§ WHAT IS REQUIRED
Look through the lines of the material and count those containing "HistoricalRow". Give that count alone.

§ DATA
//! Property-based invariants for the bridge.
//!
//! Feeds truncated and scrambled frame sequences and checks the bridge
//! never panics, keeps the observer hand size consistent, and always
//! produces events that serialize.

use mjconv_core::{Event, RawEvent, TenhouBridge, to_mjai_lines};
use proptest::prelude::*;

/// A plausible record: deal, a few draws and discards, a call, a draw.
fn record() -> Vec<RawEvent> {
    vec![
        RawEvent::new("GO").with("type", 169),
        RawEvent::new("TAIKYOKU").with("oya", 0),
        RawEvent::new("INIT")
            .with("seed", "0,0,0,2,4,98")
            .with("ten", "250,250,250,250")
            .with("oya", 0)
            .with("hai", "16,17,19,0,4,8,36,40,44,72,76,80,108"),
        RawEvent::new("T100"),
        RawEvent::new("D100"),
        RawEvent::new("U"),
        RawEvent::new("e104"),
        RawEvent::new("V"),
        RawEvent::new("F18"),
        RawEvent::new("N").with("who", 0).with("m", 6666),
        RawEvent::new("D0"),
        RawEvent::new("W"),
        RawEvent::new("REACH").with("who", 3).with("step", 1),
        RawEvent::new("g112"),
        RawEvent::new("REACH").with("who", 3).with("step", 2).with("ten", "250,250,250,240"),
        RawEvent::new("DORA").with("hai", 38),
        RawEvent::new("RYUUKYOKU").with("sc", "250,10,250,-10,250,-10,250,10"),
    ]
}

fn arb_frame() -> impl Strategy<Value = RawEvent> {
    let tags = prop::sample::select(vec![
        "INIT", "T", "U", "V", "W", "D", "E", "F", "G", "d", "N", "REACH", "DORA", "AGARI",
        "RYUUKYOKU", "TAIKYOKU", "GO", "UN", "BYE",
    ]);
    (tags, prop::option::of(0u32..140), prop::option::of(0u32..70000), 0u8..5).prop_map(
        |(tag, index, m, who)| {
            let tag = match index {
                Some(i) if tag.len() == 1 && tag != "N" => format!("{tag}{i}"),
                _ => tag.to_string(),
            };
            let mut raw = RawEvent::new(tag).with("who", who).with("oya", who).with("step", who);
            if let Some(m) = m {
                raw = raw.with("m", m).with("hai", m % 136);
            }
            raw
        },
    )
}

fn feed_all(bridge: &mut TenhouBridge, frames: &[RawEvent]) -> Vec<Event> {
    let mut events = Vec::new();
    for raw in frames {
        if let Ok(out) = bridge.feed(raw) {
            events.extend(out);
        }
    }
    events
}

proptest! {
    #[test]
    fn truncated_records_never_panic(cut in 0usize..=17) {
        let frames = record();
        let mut bridge = TenhouBridge::new();
        let events = feed_all(&mut bridge, &frames[..cut]);
        prop_assert!(to_mjai_lines(&events).is_ok());
    }

    #[test]
    fn scrambled_frames_never_panic(frames in proptest::collection::vec(arb_frame(), 0..40)) {
        let mut bridge = TenhouBridge::new();
        let events = feed_all(&mut bridge, &frames);
        prop_assert!(to_mjai_lines(&events).is_ok());
        if let Some(state) = bridge.state() {
            prop_assert!(state.hand().len() <= 14 + frames.len());
            let _ = state.legal_concealed_kans();
            let _ = state.legal_kakans();
        }
    }

    #[test]
    fn hand_size_tracks_draws_and_discards(rounds in 1usize..12) {
        let mut bridge = TenhouBridge::new();
        feed_all(&mut bridge, &record()[..3]);
        for i in 0..rounds {
            let tile = 120 + (i % 12) as u32;
            bridge.feed(&RawEvent::new(format!("T{tile}"))).unwrap();
            prop_assert_eq!(bridge.state().unwrap().hand().len(), 14);
            bridge.feed(&RawEvent::new(format!("D{tile}"))).unwrap();
            prop_assert_eq!(bridge.state().unwrap().hand().len(), 13);
        }
        prop_assert_eq!(bridge.state().unwrap().live_wall(), 70 - rounds as i32);
    }

    #[test]
    fn same_frames_same_bytes(cut in 0usize..=17) {
        let frames = record();
        let a = feed_all(&mut TenhouBridge::new(), &frames[..cut]);
        let b = feed_all(&mut TenhouBridge::new(), &frames[..cut]);
        prop_assert_eq!(to_mjai_lines(&a).unwrap(), to_mjai_lines(&b).unwrap());
    }
}
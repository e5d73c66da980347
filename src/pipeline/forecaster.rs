use rbs::Value;
use serde::{Deserialize, Serialize};
use tracing::{error, info};

use crate::app_config::pipeline::PipelineConfig;
use crate::error::AppError;
use crate::warehouse::{decode_rows, Warehouse};

/// 模型预测输出的一行
#[derive(Serialize, Deserialize, Debug, Clone)]
pub struct ForecastRow {
    pub series: String,
    pub ts: String,
    pub forecast: f64,
    pub lower_bound: f64,
    pub upper_bound: f64,
}

/// 发布表的一行：actual 与 forecast/bounds 恰好一边有值
#[derive(Serialize, Deserialize, Debug, Clone, PartialEq)]
pub struct PublishedRow {
    pub symbol: String,
    pub date: String,
    pub actual: Option<f64>,
    pub forecast: Option<f64>,
    pub lower_bound: Option<f64>,
    pub upper_bound: Option<f64>,
}

/// 历史行情中参与发布的列
#[derive(Serialize, Deserialize, Debug, Clone)]
struct HistoricalRow {
    symbol: String,
    date: String,
    close: f64,
}

/// 发布结果报告
#[derive(Debug)]
pub struct PublishReport {
    pub forecast_rows: usize,
    pub published_rows: usize,
}

/// 生成预测并发布历史+预测合并表
///
/// 1. CALL 模型生成预测，结果集是本次查询调用的显式返回值；
/// 2. 预测批次全量替换落入预测表；
/// 3. 读取历史行情，与预测批次逐行合并成统一 schema（系列标签去掉
///    引号后与 symbol 对齐；没有预测的系列仍保留历史行）；
/// 4. 发布表在一个事务内全量替换。任何一步失败中止发布，
///    旧的发布表保持不变。
pub async fn forecast_and_publish(
    warehouse: &dyn Warehouse,
    config: &PipelineConfig,
) -> Result<PublishReport, AppError> {
    // 1. 预测调用
    let forecast_sql = format!(
        "CALL {}!FORECAST(FORECASTING_PERIODS => {}, \
         CONFIG_OBJECT => {{'prediction_interval': {}}})",
        config.model_name, config.forecast_periods, config.prediction_interval
    );
    let result = warehouse
        .query(&forecast_sql, vec![])
        .await
        .map_err(|e| AppError::Publish(e.to_string()))?;
    let batch: Vec<ForecastRow> =
        decode_rows(&result).map_err(|e| AppError::Publish(e.to_string()))?;
    info!("预测完成: model={}, 行数={}", config.model_name, batch.len());

    // 2. 预测批次落表
    persist_forecast(warehouse, &config.forecast_table, &batch).await?;

    // 3. 读取历史行情
    let history_sql = format!("SELECT symbol, date, close FROM {}", config.price_table);
    let history_value = warehouse
        .query(&history_sql, vec![])
        .await
        .map_err(|e| AppError::Publish(e.to_string()))?;
    let historical: Vec<HistoricalRow> =
        decode_rows(&history_value).map_err(|e| AppError::Publish(e.to_string()))?;

    // 4. 合并
    let published = build_published_rows(&historical, &batch);

    // 5. 发布表全量替换
    persist_published(warehouse, &config.final_table, &published).await?;
    info!(
        "发布完成: table={}, 历史行={}, 预测行={}",
        config.final_table,
        historical.len(),
        batch.len()
    );
    Ok(PublishReport {
        forecast_rows: batch.len(),
        published_rows: published.len(),
    })
}

/// 历史行与预测行的逐行并集
fn build_published_rows(historical: &[HistoricalRow], batch: &[ForecastRow]) -> Vec<PublishedRow> {
    let mut rows = Vec::with_capacity(historical.len() + batch.len());
    for h in historical {
        rows.push(PublishedRow {
            symbol: h.symbol.clone(),
            date: h.date.clone(),
            actual: Some(h.close),
            forecast: None,
            lower_bound: None,
            upper_bound: None,
        });
    }
    for f in batch {
        rows.push(PublishedRow {
            // 模型输出的系列标签带引号，去掉后才能与 symbol 对齐
            symbol: f.series.replace('"', ""),
            date: f.ts.clone(),
            actual: None,
            forecast: Some(f.forecast),
            lower_bound: Some(f.lower_bound),
            upper_bound: Some(f.upper_bound),
        });
    }
    rows.sort_by(|a, b| (&a.symbol, &a.date).cmp(&(&b.symbol, &b.date)));
    rows
}

async fn persist_forecast(
    warehouse: &dyn Warehouse,
    forecast_table: &str,
    batch: &[ForecastRow],
) -> Result<(), AppError> {
    let mut tx = warehouse
        .begin()
        .await
        .map_err(|e| AppError::Publish(e.to_string()))?;

    let result: Result<(), AppError> = async {
        let create_sql = format!(
            "CREATE OR REPLACE TABLE {} (series string, ts datetime, \
             forecast float, lower_bound float, upper_bound float)",
            forecast_table
        );
        tx.exec(&create_sql, vec![]).await?;
        let insert_sql = format!(
            "INSERT INTO {} (series, ts, forecast, lower_bound, upper_bound) \
             VALUES (?, ?, ?, ?, ?)",
            forecast_table
        );
        for row in batch {
            let params: Vec<Value> = vec![
                row.series.clone().into(),
                row.ts.clone().into(),
                row.forecast.into(),
                row.lower_bound.into(),
                row.upper_bound.into(),
            ];
            tx.exec(&insert_sql, params).await?;
        }
        Ok(())
    }
    .await;

    match result {
        Ok(()) => tx
            .commit()
            .await
            .map_err(|e| AppError::Publish(e.to_string())),
        Err(e) => {
            if let Err(rollback_err) = tx.rollback().await {
                error!("预测表回滚失败: {}", rollback_err);
            }
            Err(AppError::Publish(e.to_string()))
        }
    }
}

async fn persist_published(
    warehouse: &dyn Warehouse,
    final_table: &str,
    rows: &[PublishedRow],
) -> Result<(), AppError> {
    let mut tx = warehouse
        .begin()
        .await
        .map_err(|e| AppError::Publish(e.to_string()))?;

    let result: Result<(), AppError> = async {
        let create_sql = format!(
            "CREATE OR REPLACE TABLE {} (symbol string, date datetime, \
             actual float, forecast float, lower_bound float, upper_bound float)",
            final_table
        );
        tx.exec(&create_sql, vec![]).await?;
        let insert_sql = format!(
            "INSERT INTO {} (symbol, date, actual, forecast, lower_bound, upper_bound) \
             VALUES (?, ?, ?, ?, ?, ?)",
            final_table
        );
        for row in rows {
            let params: Vec<Value> = vec![
                row.symbol.clone().into(),
                row.date.clone().into(),
                option_value(row.actual),
                option_value(row.forecast),
                option_value(row.lower_bound),
                option_value(row.upper_bound),
            ];
            tx.exec(&insert_sql, params).await?;
        }
        Ok(())
    }
    .await;

    match result {
        Ok(()) => tx
            .commit()
            .await
            .map_err(|e| AppError::Publish(e.to_string())),
        Err(e) => {
            if let Err(rollback_err) = tx.rollback().await {
                error!("发布表回滚失败: {}", rollback_err);
            }
            Err(AppError::Publish(e.to_string()))
        }
    }
}

fn option_value(value: Option<f64>) -> Value {
    match value {
        Some(v) => v.into(),
        None => Value::Null,
    }
}
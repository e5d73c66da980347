use std::env;
use std::fmt::Display;
use std::str::FromStr;

use crate::error::AppError;

/// 读取布尔型环境变量：true/1 视为真（大小写不敏感），未设置用默认值
pub fn env_is_true(key: &str, default: bool) -> bool {
    env::var(key)
        .map(|v| {
            let v = v.trim();
            v.eq_ignore_ascii_case("true") || v == "1"
        })
        .unwrap_or(default)
}

/// 读取字符串环境变量，未设置时返回默认值
pub fn env_or_default(key: &str, default: &str) -> String {
    env::var(key).unwrap_or_else(|_| default.to_string())
}

/// 读取并解析数值型环境变量，未设置时解析默认值文本
pub fn env_parsed<T>(key: &str, default: &str) -> Result<T, AppError>
where
    T: FromStr,
    T::Err: Display,
{
    env_or_default(key, default)
        .parse::<T>()
        .map_err(|e| AppError::Config(format!("{} 非法: {}", key, e)))
}
// 股价预测流水线任务

use anyhow::Result;

use crate::app_config::db::init_db;
use crate::app_config::pipeline::PipelineConfig;
use crate::pipeline::{self, RunReport};
use crate::vantage::VantageClient;
use crate::warehouse::RbatisWarehouse;

/// 流水线任务：由调度器按时触发，无额外入参
///
/// 每次运行独立建立数仓会话与行情客户端，运行结束随句柄释放；
/// 并发运行由外部调度器避免（同一时刻至多一次在途运行）。
pub struct PipelineJob {
    config: PipelineConfig,
}

impl PipelineJob {
    /// 从环境变量构建任务实例
    pub fn from_env() -> Result<Self> {
        let config = PipelineConfig::from_env()?;
        Ok(Self { config })
    }

    pub fn new(config: PipelineConfig) -> Self {
        Self { config }
    }

    /// 日度全量运行：拉取 -> 装载 -> 训练 -> 预测发布
    pub async fn run(&self) -> Result<RunReport> {
        let db = init_db().await?;
        let warehouse = RbatisWarehouse::new(db);
        let source = VantageClient::new(self.config.vantage_api_key.clone());
        let report = pipeline::run_pipeline(&source, &warehouse, &self.config).await?;
        Ok(report)
    }

    /// 周度刷新：基于已装载数据重训模型并重新发布
    pub async fn run_refresh(&self) -> Result<RunReport> {
        let db = init_db().await?;
        let warehouse = RbatisWarehouse::new(db);
        let report = pipeline::run_refresh(&warehouse, &self.config).await?;
        Ok(report)
    }
}
use rbs::Value;
use tracing::{error, info};

use crate::error::AppError;
use crate::vantage::PriceRecord;
use crate::warehouse::{Warehouse, WarehouseTx};

/// 全量刷新装载：目标表内容原子地替换为本批记录
///
/// 协议：BEGIN -> 重建表（date 主键 + OHLCV + symbol）-> 逐条参数化
/// INSERT -> COMMIT。任何一步失败显式回滚整个事务，目标表保持装载前
/// 状态（首次运行则保持不存在），原始错误重新抛给调用方；装载失败对
/// 本次运行是致命的，不在内部重试。同一批记录重复装载结果一致。
pub async fn load_price_records(
    warehouse: &dyn Warehouse,
    target_table: &str,
    records: &[PriceRecord],
) -> Result<u64, AppError> {
    let mut tx = warehouse.begin().await?;

    let result = write_batch(tx.as_mut(), target_table, records).await;
    match result {
        Ok(inserted) => {
            tx.commit()
                .await
                .map_err(|e| AppError::LoadTransaction(e.to_string()))?;
            info!("装载完成: table={}, 行数={}", target_table, inserted);
            Ok(inserted)
        }
        Err(e) => {
            // 回滚后重新抛出触发错误；回滚自身的失败只记录
            if let Err(rollback_err) = tx.rollback().await {
                error!("装载事务回滚失败: {}", rollback_err);
            }
            error!("装载失败，事务已回滚: {}", e);
            Err(AppError::LoadTransaction(e.to_string()))
        }
    }
}

async fn write_batch(
    tx: &mut dyn WarehouseTx,
    target_table: &str,
    records: &[PriceRecord],
) -> Result<u64, AppError> {
    let create_table_sql = format!(
        "CREATE OR REPLACE TABLE {} (date datetime primary key, \
         open float, high float, low float, close float, volume float, \
         symbol string)",
        target_table
    );
    tx.exec(&create_table_sql, vec![]).await?;

    // 行数据一律走占位符，避免符号里的引号等特殊字符破坏语句
    let insert_sql = format!(
        "INSERT INTO {} (date, open, high, low, close, volume, symbol) \
         VALUES (?, ?, ?, ?, ?, ?, ?)",
        target_table
    );
    let mut inserted: u64 = 0;
    for record in records {
        let params: Vec<Value> = vec![
            record.date.format("%Y-%m-%d").to_string().into(),
            record.open.into(),
            record.high.into(),
            record.low.into(),
            record.close.into(),
            record.volume.into(),
            record.symbol.clone().into(),
        ];
        tx.exec(&insert_sql, params).await?;
        inserted += 1;
    }
    Ok(inserted)
}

§ REPLY TO THE EXERCISE
3